Trains with steam engines and steamboats were used to move people over larger distances.
The sight and smell of horses were altogether evident and increasingly becoming a problem
in the overcrowded streets of our major cities. Alternatives for intermediate
transportation were needed. Most Americans take for granted that Henry Ford
solved these problems by inventing the automobile around that time. In fact, he did not.
The gas engine was already invented 35 years earlier and early versions of horseless
carriages were evident in Europe and in this country before the first Ford came about. In
fact, this year we celebrate the earliest continuing automobile nameplate,
"Oldsmobile", created by Ransom Olds 100 years ago.
What Henry Ford did was create a marketing and distribution strategy, later
complemented by the effectiveness of assembly line production, that in 25 years produced
25 million automobiles and enough road surface to drive them on.
America's love/hate relationship with the automobile was successfully launched by
Ford, Walter Chrysler, John and Horace Dodge, Henry and Wilfred Leland (Cadillac &
Lincoln), Will Durant (General Motors), David Buick, Studebaker, Kaiser, Tucker, DeLorean,
and a number of other automobile pioneers. Some of these names are still enshrined on the
nameplates of automobiles that move over our roads and highways today.
- Henry Ford did not invent the automobile.
- On average 15,000,000 cars and trucks are manufactured and sold in the United States
every year.
- 50,000,000 automobiles are produced annually worldwide.
- 30,000,000 used automobiles change hands each year in the United States.
- The sale of automobiles constitutes a $640,000,000,000 (that's 640 billion) industry
in the United States. If parts and service are added---a trillion dollar industry---the
largest.
- Automotive workers overseas no longer make less money than American auto workers.
German and Japanese automakers both make more per hour.

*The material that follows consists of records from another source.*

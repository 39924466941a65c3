use tracing::{debug, info, instrument, warn};

use crate::config::CaptureSettings;
use crate::encounter::PokemonEncounter;
use crate::error::CaptureError;
use crate::random::RandomSource;
use crate::state::player::catch_xp;
use crate::state::{CatchRecord, Collaborators, GameEvent, PokedexStatus, PokedexUpdate};
use crate::tables::{ball_modifier, berry_modifier, catalog, catch_chance, Item, LUCKY_EGG};

/// What the player collaborator is asked to credit for a catch.
#[derive(Debug, Clone, Copy, PartialEq)]
pub struct RewardRequest {
    pub is_shiny: bool,
    pub is_new_species: bool,
    pub xp_multiplier: f64,
}

#[derive(Debug, Clone, PartialEq)]
pub enum CaptureOutcome {
    Caught {
        reward: RewardRequest,
        record: CatchRecord,
        achievements: Vec<&'static str>,
    },
    Fled,
    /// Nothing was thrown and nothing changed.
    Rejected(CaptureError),
}

#[derive(Debug, Clone, PartialEq)]
pub struct CaptureResult {
    pub success: bool,
    pub message: String,
    pub outcome: CaptureOutcome,
}

impl CaptureResult {
    pub(crate) fn rejected(error: CaptureError) -> Self {
        Self {
            success: false,
            message: error.to_string(),
            outcome: CaptureOutcome::Rejected(error),
        }
    }

    pub fn is_terminal(&self) -> bool {
        !matches!(self.outcome, CaptureOutcome::Rejected(_))
    }
}

/// One wild Pokémon being thrown at. Ends after the first resolved throw.
#[derive(Debug, Clone)]
pub struct CaptureSession {
    encounter: PokemonEncounter,
    active_berry: Option<Item>,
    resolved: bool,
}

impl CaptureSession {
    pub fn new(encounter: PokemonEncounter) -> Self {
        Self {
            encounter,
            active_berry: None,
            resolved: false,
        }
    }

    pub fn encounter(&self) -> &PokemonEncounter {
        &self.encounter
    }

    pub fn active_berry(&self) -> Option<&Item> {
        self.active_berry.as_ref()
    }

    pub fn is_resolved(&self) -> bool {
        self.resolved
    }

    /// Odds of the next throw with `ball_id`, if it is a ball.
    pub fn catch_chance(&self, ball_id: &str) -> Option<f64> {
        let ball = ball_modifier(ball_id)?;
        Some(catch_chance(
            self.encounter.pokemon_details.capture_rate,
            ball,
            berry_modifier(self.active_berry.as_ref()),
        ))
    }
}

pub struct CaptureEngine {
    settings: CaptureSettings,
    collaborators: Collaborators,
    random: Box<dyn RandomSource>,
}

impl CaptureEngine {
    pub fn new(settings: CaptureSettings, collaborators: Collaborators, random: Box<dyn RandomSource>) -> Self {
        Self {
            settings,
            collaborators,
            random,
        }
    }

    /// Feeds a berry before the next throw. The berry is consumed now and
    /// lasts for one throw.
    pub fn use_berry(&self, session: &mut CaptureSession, berry_id: &str) -> Result<(), CaptureError> {
        if session.resolved {
            return Err(CaptureError::AlreadyResolved(session.encounter.id));
        }
        let berry = catalog()
            .catch_berries()
            .find(|item| item.id == berry_id)
            .ok_or_else(|| CaptureError::UnknownBerry(berry_id.to_string()))?;
        if session.active_berry.is_some() {
            return Err(CaptureError::BerryAlreadyActive);
        }
        if !self.collaborators.inventory.use_item(berry_id, 1) {
            return Err(CaptureError::NoBerries(berry.name.clone()));
        }
        debug!("{} fed to {}", berry.name, session.encounter.pokemon_details.name);
        session.active_berry = Some(berry.clone());
        Ok(())
    }

    /// Whether `ball_id` could be thrown right now. Touches nothing.
    pub fn check_ball(&self, ball_id: &str) -> Result<(), CaptureError> {
        if ball_modifier(ball_id).is_none() {
            return Err(CaptureError::UnknownBall(ball_id.to_string()));
        }
        if self.collaborators.inventory.count(ball_id) == 0 {
            return Err(CaptureError::EmptyBag(catalog().name_of(ball_id).to_string()));
        }
        Ok(())
    }

    #[instrument(skip_all, fields(pokemon = %session.encounter.pokemon_details.name, ball = ball_id))]
    pub async fn throw_ball(&mut self, session: &mut CaptureSession, ball_id: &str) -> CaptureResult {
        if session.resolved {
            return CaptureResult::rejected(CaptureError::AlreadyResolved(session.encounter.id));
        }
        if let Err(e) = self.check_ball(ball_id) {
            return CaptureResult::rejected(e);
        }
        let Some(chance) = session.catch_chance(ball_id) else {
            return CaptureResult::rejected(CaptureError::UnknownBall(ball_id.to_string()));
        };
        if !self.collaborators.inventory.use_item(ball_id, 1) {
            return CaptureResult::rejected(CaptureError::EmptyBag(catalog().name_of(ball_id).to_string()));
        }
        session.active_berry = None;

        let success = self.random.roll() < chance;
        info!("Capture chance {:.3}, success: {}", chance, success);
        tokio::time::sleep(self.settings.resolution_delay()).await;
        session.resolved = true;

        if success {
            self.caught(session, ball_id)
        } else {
            self.fled(session)
        }
    }

    fn caught(&self, session: &mut CaptureSession, ball_id: &str) -> CaptureResult {
        let c = &self.collaborators;
        let encounter = &mut session.encounter;
        let details = &encounter.pokemon_details;
        let is_new_species = c.pokedex.status(details.id) != PokedexStatus::Caught;

        c.pokedex.update_entry(
            details.id,
            PokedexUpdate::caught(
                &details.name,
                details.sprite(encounter.is_shiny),
                encounter.is_shiny,
                ball_id,
                &details.types,
            ),
        );
        encounter.caught = true;

        let xp_multiplier = if c.inventory.has_item(LUCKY_EGG) && c.inventory.use_item(LUCKY_EGG, 1) {
            info!("Lucky Egg consumed, XP x{}", self.settings.lucky_egg_multiplier);
            self.settings.lucky_egg_multiplier
        } else {
            1.0
        };
        let reward = RewardRequest {
            is_shiny: encounter.is_shiny,
            is_new_species,
            xp_multiplier,
        };

        let record = c
            .player
            .record_pokemon_catch(reward.is_shiny, reward.is_new_species, reward.xp_multiplier);
        let achievements = c.achievements.recalculate_achievements(record.total_caught);
        c.events.emit(GameEvent::PokemonCaught {
            encounter_id: encounter.id,
            pokemon_id: details.id,
            is_shiny: encounter.is_shiny,
            xp_gained: record.xp_gained,
        });
        if xp_multiplier > 1.0 {
            let bonus_xp = record
                .xp_gained
                .saturating_sub(catch_xp(reward.is_shiny, reward.is_new_species, 1.0));
            self.notify_lucky_egg(bonus_xp);
        }

        let name = &details.name;
        CaptureResult {
            success: true,
            message: if encounter.is_shiny {
                format!("Incredible! Shiny {name} was caught!")
            } else {
                format!("Gotcha! {name} was caught!")
            },
            outcome: CaptureOutcome::Caught {
                reward,
                record,
                achievements,
            },
        }
    }

    fn fled(&self, session: &CaptureSession) -> CaptureResult {
        let encounter = &session.encounter;
        warn!("{} broke free and fled", encounter.pokemon_details.name);
        self.collaborators.events.emit(GameEvent::PokemonFled {
            encounter_id: encounter.id,
            pokemon_id: encounter.pokemon_details.id,
        });
        CaptureResult {
            success: false,
            message: format!("Oh no! The wild {} fled!", encounter.pokemon_details.name),
            outcome: CaptureOutcome::Fled,
        }
    }

    // shown after the catch notification has had its moment
    fn notify_lucky_egg(&self, bonus_xp: u64) {
        let events = self.collaborators.events.clone();
        let delay = self.settings.lucky_egg_notice_delay();
        tokio::spawn(async move {
            tokio::time::sleep(delay).await;
            events.emit(GameEvent::LuckyEggUsed { bonus_xp });
        });
    }
}
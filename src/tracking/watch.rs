use std::sync::Arc;

use async_trait::async_trait;
use futures::StreamExt;
use tokio::task::JoinHandle;
use tracing::{debug, info, warn};

use super::provider::{LocationProvider, LocationRequest};
use super::strategy::{with_route, SharedRoute, StrategyKind, TrackingStrategy};
use crate::error::TrackingError;

/// Foreground subscription to the location provider. Fixes go straight
/// into the in-memory route.
pub struct ContinuousWatchStrategy {
    provider: Arc<dyn LocationProvider>,
    request: LocationRequest,
    subscription: Option<JoinHandle<()>>,
}

impl ContinuousWatchStrategy {
    pub fn new(provider: Arc<dyn LocationProvider>, request: LocationRequest) -> Self {
        Self {
            provider,
            request,
            subscription: None,
        }
    }
}

#[async_trait]
impl TrackingStrategy for ContinuousWatchStrategy {
    fn kind(&self) -> StrategyKind {
        StrategyKind::ContinuousWatch
    }

    async fn start(&mut self, route: SharedRoute) -> Result<(), TrackingError> {
        let mut stream = self.provider.watch_position(self.request).await?;
        self.subscription = Some(tokio::spawn(async move {
            while let Some(fix) = stream.next().await {
                match fix {
                    Ok(point) => {
                        with_route(&route, |r| r.push(point));
                        debug!("Location update {:.6},{:.6}", point.latitude, point.longitude);
                    }
                    Err(e) => warn!("Location fix failed, continuing: {}", e),
                }
            }
            debug!("Location stream ended");
        }));
        info!("Continuous location watch started");
        Ok(())
    }

    async fn stop(&mut self) {
        if let Some(subscription) = self.subscription.take() {
            subscription.abort();
            info!("Continuous location watch stopped");
        }
    }
}

impl Drop for ContinuousWatchStrategy {
    fn drop(&mut self) {
        if let Some(subscription) = self.subscription.take() {
            subscription.abort();
        }
    }
}
use serde::{Deserialize, Serialize};

#[derive(Debug, Clone, Default, PartialEq, Eq, Serialize, Deserialize)]
#[serde(rename_all = "camelCase")]
pub struct Sprites {
    pub front_default: Option<String>,
    pub front_shiny: Option<String>,
}

#[derive(Debug, Clone, PartialEq, Eq, Serialize, Deserialize)]
#[serde(rename_all = "camelCase")]
pub struct BaseStat {
    pub name: String,
    pub base_stat: u32,
    pub effort: u32,
}

#[derive(Debug, Clone, PartialEq, Eq, Serialize, Deserialize)]
#[serde(rename_all = "camelCase")]
pub struct PokemonDetails {
    pub id: u32,
    pub name: String,
    /// Lowercase type names in slot order.
    pub types: Vec<String>,
    pub sprites: Sprites,
    /// 0..=255, lower is harder to catch.
    pub capture_rate: u32,
    #[serde(default, skip_serializing_if = "Option::is_none")]
    pub stats: Option<Vec<BaseStat>>,
}

impl PokemonDetails {
    pub fn has_type(&self, type_name: &str) -> bool {
        self.types.iter().any(|t| t.eq_ignore_ascii_case(type_name))
    }

    pub fn sprite(&self, shiny: bool) -> Option<&str> {
        if shiny {
            self.sprites.front_shiny.as_deref()
        } else {
            self.sprites.front_default.as_deref()
        }
    }
}

#[derive(Debug, Clone, PartialEq, Eq, Serialize, Deserialize)]
pub struct SpeciesInfo {
    pub name: String,
    pub url: String,
}

impl SpeciesInfo {
    pub fn id(&self) -> Option<u32> {
        species_id_from_url(&self.url)
    }
}

/// Extracts the trailing numeric id from `.../pokemon-species/25/`.
pub fn species_id_from_url(url: &str) -> Option<u32> {
    url.trim_end_matches('/')
        .rsplit('/')
        .next()
        .and_then(|segment| segment.parse().ok())
}
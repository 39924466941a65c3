pub mod event_checker;
pub mod event_config;
pub mod service;

pub use event_checker::EventAnnouncer;
pub use event_config::{DefaultProbabilities, EventBoosts, EventConfig, RemoteConfig};
pub use service::{JsonFileSource, RemoteConfigService, RemoteConfigSource, StaticConfigSource};
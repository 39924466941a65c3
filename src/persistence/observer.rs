use std::sync::Arc;
use std::time::Duration;

use tokio::sync::watch;
use tokio::task::JoinHandle;
use tracing::{debug, warn};

use super::persisted::{save, Persisted};
use super::storage::StorageBackend;
use crate::error::StorageError;
use crate::state::GameStore;

/// Mirrors store snapshots to storage, one debounced writer per key.
///
/// A write happens once a value has been quiet for the debounce period.
/// Failed writes are logged; the next change schedules another attempt.
pub struct PersistenceObserver {
    writers: Vec<JoinHandle<()>>,
}

impl PersistenceObserver {
    pub fn attach(store: &GameStore, storage: Arc<dyn StorageBackend>, debounce: Duration) -> Self {
        let writers = vec![
            spawn_writer(store.watch_backpack(), storage.clone(), debounce),
            spawn_writer(store.watch_pokedex(), storage.clone(), debounce),
            spawn_writer(store.watch_player(), storage.clone(), debounce),
            spawn_writer(store.watch_achievements(), storage, debounce),
        ];
        Self { writers }
    }

    pub fn shutdown(mut self) {
        self.abort_all();
    }

    fn abort_all(&mut self) {
        for writer in self.writers.drain(..) {
            writer.abort();
        }
    }
}

impl Drop for PersistenceObserver {
    fn drop(&mut self) {
        self.abort_all();
    }
}

pub fn spawn_writer<T: Persisted>(
    rx: watch::Receiver<T>,
    storage: Arc<dyn StorageBackend>,
    debounce: Duration,
) -> JoinHandle<()> {
    tokio::spawn(run_writer(rx, storage, debounce))
}

async fn run_writer<T: Persisted>(
    mut rx: watch::Receiver<T>,
    storage: Arc<dyn StorageBackend>,
    debounce: Duration,
) {
    while rx.changed().await.is_ok() {
        let mut closed = false;
        loop {
            tokio::select! {
                _ = tokio::time::sleep(debounce) => break,
                changed = rx.changed() => {
                    if changed.is_err() {
                        closed = true;
                        break;
                    }
                }
            }
        }

        let snapshot = rx.borrow_and_update().clone();
        match save(storage.as_ref(), &snapshot).await {
            Ok(()) => debug!("Saved {}", T::KEY),
            Err(e) => warn!("Failed to save {}: {}", T::KEY, e),
        }
        if closed {
            break;
        }
    }
}

/// Writes every piece of state right away.
pub async fn flush(store: &GameStore, storage: &dyn StorageBackend) -> Result<(), StorageError> {
    save(storage, &store.backpack()).await?;
    save(storage, &store.pokedex()).await?;
    save(storage, &store.player()).await?;
    save(storage, &store.achievements()).await?;
    Ok(())
}

#[cfg(test)]
mod tests {
    use super::*;
    use crate::persistence::{keys, load, MemoryStorage};
    use crate::state::{Backpack, Inventory, PlayerStats};

    async fn settle() {
        for _ in 0..10 {
            tokio::task::yield_now().await;
        }
    }

    #[tokio::test(start_paused = true)]
    async fn test_bursts_are_coalesced_into_one_write() {
        let store = GameStore::new();
        let storage = Arc::new(MemoryStorage::new());
        let _observer = PersistenceObserver::attach(&store, storage.clone(), Duration::from_secs(1));
        settle().await;

        for _ in 0..5 {
            store.add_item("potion", 1);
            tokio::time::advance(Duration::from_millis(200)).await;
            settle().await;
        }
        assert_eq!(storage.write_count(), 0);

        tokio::time::advance(Duration::from_millis(1_100)).await;
        settle().await;
        assert_eq!(storage.write_count(), 1);

        let saved: Backpack = load(storage.as_ref()).await.unwrap().unwrap();
        assert_eq!(saved.count("potion"), 5);
    }

    #[tokio::test(start_paused = true)]
    async fn test_failed_write_is_retried_on_next_change() {
        let store = GameStore::new();
        let storage = Arc::new(MemoryStorage::new());
        storage.set_fail_writes(true);
        let _observer = PersistenceObserver::attach(&store, storage.clone(), Duration::from_secs(1));
        settle().await;

        store.add_item("potion", 1);
        settle().await;
        tokio::time::advance(Duration::from_millis(1_100)).await;
        settle().await;
        assert!(storage.raw(keys::BACKPACK).is_none());
        assert_eq!(store.count("potion"), 1);

        storage.set_fail_writes(false);
        store.add_item("potion", 1);
        settle().await;
        tokio::time::advance(Duration::from_millis(1_100)).await;
        settle().await;
        let saved: Backpack = load(storage.as_ref()).await.unwrap().unwrap();
        assert_eq!(saved.count("potion"), 2);
    }

    #[tokio::test]
    async fn test_flush_writes_everything() {
        let store = GameStore::new();
        let storage = MemoryStorage::new();
        flush(&store, &storage).await.unwrap();
        assert_eq!(storage.write_count(), 4);
        let stats: PlayerStats = load(&storage).await.unwrap().unwrap();
        assert_eq!(stats, PlayerStats::default());
    }
}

- There are over 22,000 dealer organizations* competing for the business of the
American consumer. They are responsible for the sale of 15,000,000 new vehicles and over
10,000,000 used vehicles annually, (35% of all used cars sold).
* The number has been in steady decline. Dealer organizations are expected to be reduced
considerably over the next 5 years.
- The average new car dealer has not made a profit from the sale of new cars over the
past seven years, while American automaker profits have skyrocketed over the past five
years.
- The average price of a comparative automobile is four times higher than it was 20
years ago.
- The average price of a comparative television set is half the price it was 20 years
ago.
- Automobile cartels (investor owned corporations) are currently eroding the number of
privately owned dealer businesses.
- Automakers are attempting to drastically and artificially reduce the number of
privately owned dealer businesses.
- Reduced competition in the automobile marketplace means higher prices for the
consumer.
- Open Competition regulates the price of an automobile to a level satisfactory to the
buyer and the seller. It is capable of weeding out inefficient dealers at the same time.
- Autoserv America is in business to:
- reduce the cost of buying automobiles
- reduce the cost of selling automobiles
- develop a better relationship between buyers and sellers of automobiles
- Membership in our Fair Dealer NetworkTM
evidences the dealer's desire to meet the challenges of the automobile marketplace. Their
success is ultimately to the benefit of the consumer.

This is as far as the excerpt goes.